La capital era un caos. El día antes de Navidad los comercios abrieron sus puertas para vender los últimos regalos, el tránsito en las calles era cada vez más pesado y conseguir un taxi o Uber para llegar a casa era todo una hazaña. La ansiedad por los preparativos se sentía en conversaciones y bocinazos; una típica escena de fin de año. Parecía difícil escapar de esa situación que por los siguientes días se iba a repetir. Salvo para quienes habían decidido pasar las fiestas en Big Bang, un complejo de ecoturismo ubicado en Sauce de Portezuelo que se mantiene ajeno a los ruidos y la locura citadina. Escondido entre los árboles, en esta chacra de 40 hectáreas solo se siente el canto de los pájaros, el murmullo de las olas y el relinchar de los caballos, que forman una postal perfecta.

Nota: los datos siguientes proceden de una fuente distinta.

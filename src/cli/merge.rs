use std::path::{Path, PathBuf};

use ssot::{compose, storage::Artifact, Composition};
use tracing::instrument;

use super::{provenances, terminal::Colorize, PlanArgs};

#[derive(Debug, clap::Parser)]
pub struct Command {
    #[command(flatten)]
    plan: PlanArgs,

    /// Where to write the merged document (`.json` for JSON, YAML otherwise)
    #[arg(long, short)]
    output: Option<PathBuf>,

    /// Suppress all output except errors
    #[arg(long, short)]
    quiet: bool,
}

impl Command {
    #[instrument(level = "debug", skip(self))]
    pub fn run(self, config: &Path) -> anyhow::Result<()> {
        let mut plan = self.plan.plan(config)?;
        if let Some(output) = self.output {
            plan.output = output;
        }

        let Composition {
            sources,
            merged,
            report,
        } = compose(&plan)?;

        let report = if plan.allow_dangling {
            report
        } else {
            report.into_result().inspect_err(|error| {
                for dangling in error.dangling().iter() {
                    eprintln!("{}", format!("✗ {dangling}").warning());
                }
                eprintln!(
                    "\n{}",
                    "Run with --allow-dangling to write the document anyway".dim()
                );
            })?
        };

        let artifact = Artifact::new(
            &plan.project_name,
            &merged,
            &sources,
            &report,
            chrono::Utc::now(),
        );
        artifact.write(&plan.output)?;

        if self.quiet {
            return Ok(());
        }

        let statistics = &report.statistics;
        println!(
            "{}",
            format!(
                "✓ Merged {} into {}",
                provenances(merged.sources()),
                plan.output.display()
            )
            .success()
        );
        println!(
            "  {} functional, {} non-functional, {} units of work",
            statistics.functional_requirements,
            statistics.non_functional_requirements,
            statistics.units_of_work
        );

        if !merged.renames().is_empty() {
            println!(
                "{}",
                format!("  {} identifiers renamed:", merged.renames().len()).info()
            );
            for rename in merged.renames() {
                println!(
                    "    {} ({}) → {}",
                    rename.original, rename.provenance, rename.final_id
                );
            }
        }

        if !report.dangling.is_empty() {
            println!(
                "{}",
                format!("  {} dangling references kept", report.dangling.len()).warning()
            );
        }
        for cycle in &report.cycles {
            let members: Vec<_> = cycle.iter().map(ToString::to_string).collect();
            println!(
                "{}",
                format!("  dependency cycle: {}", members.join(", ")).warning()
            );
        }
        for violation in &report.layer_violations {
            println!("{}", format!("  layer order: {violation}").warning());
        }

        Ok(())
    }
}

En medio del bosque, unas sencillas y rústicas estructuras en forma de domos ofician de dormitorios de distintas capacidades, algunos con pequeñas cocinas. Pero la mayoría de los huéspedes de este hotel de playa pasan las tardes en un enorme domo decorado por el artista plástico Gastón Izaguirre, que funciona como living, o en la cocina poco tradicional montada en el ómnibus del dueño del bar montevideano La Ronda, Felipe Reyes. Por las noches, la zona se ilumina con pequeñas lámparas que cuelgan de los árboles con el diseño del artista e iluminador Gustavo Genta. Además, en un antiguo vagón de AFE se exhibe una colección permanente de obras del pintor argentino Mariano Botas.

Los cinco frente a la aventura. La inspiración de este lugar de turismo sustentable llegó a partir de un viaje que hicieron Lucía Scandroglio y Leandro Deambrosi, ambos de 39 años, con sus tres hijas, Gaia (11), Sol (4) y Francesca (2). Durante casi un año, los cinco recorrieron el mundo conociendo culturas muy alejadas y distintas a la suya, en lugares del Pacífico y Asia. "El viaje te estimula a pensar. Nuestro plan era volver solo de visita a Uruguay, pero nos dimos cuenta de que este también era nuestro lugar. Ahí pensamos en Big Bang y en el entorno que queremos generar para pensar, inspirarse y crear. Es un lugar de intercambio de ideas", cuenta Leandro. Instalado desde diciembre en Big Bang, dice que enfrentarse a otras culturas fue un desafío y un punto de inflexión necesario. "El viaje fue un quiebre", comenta.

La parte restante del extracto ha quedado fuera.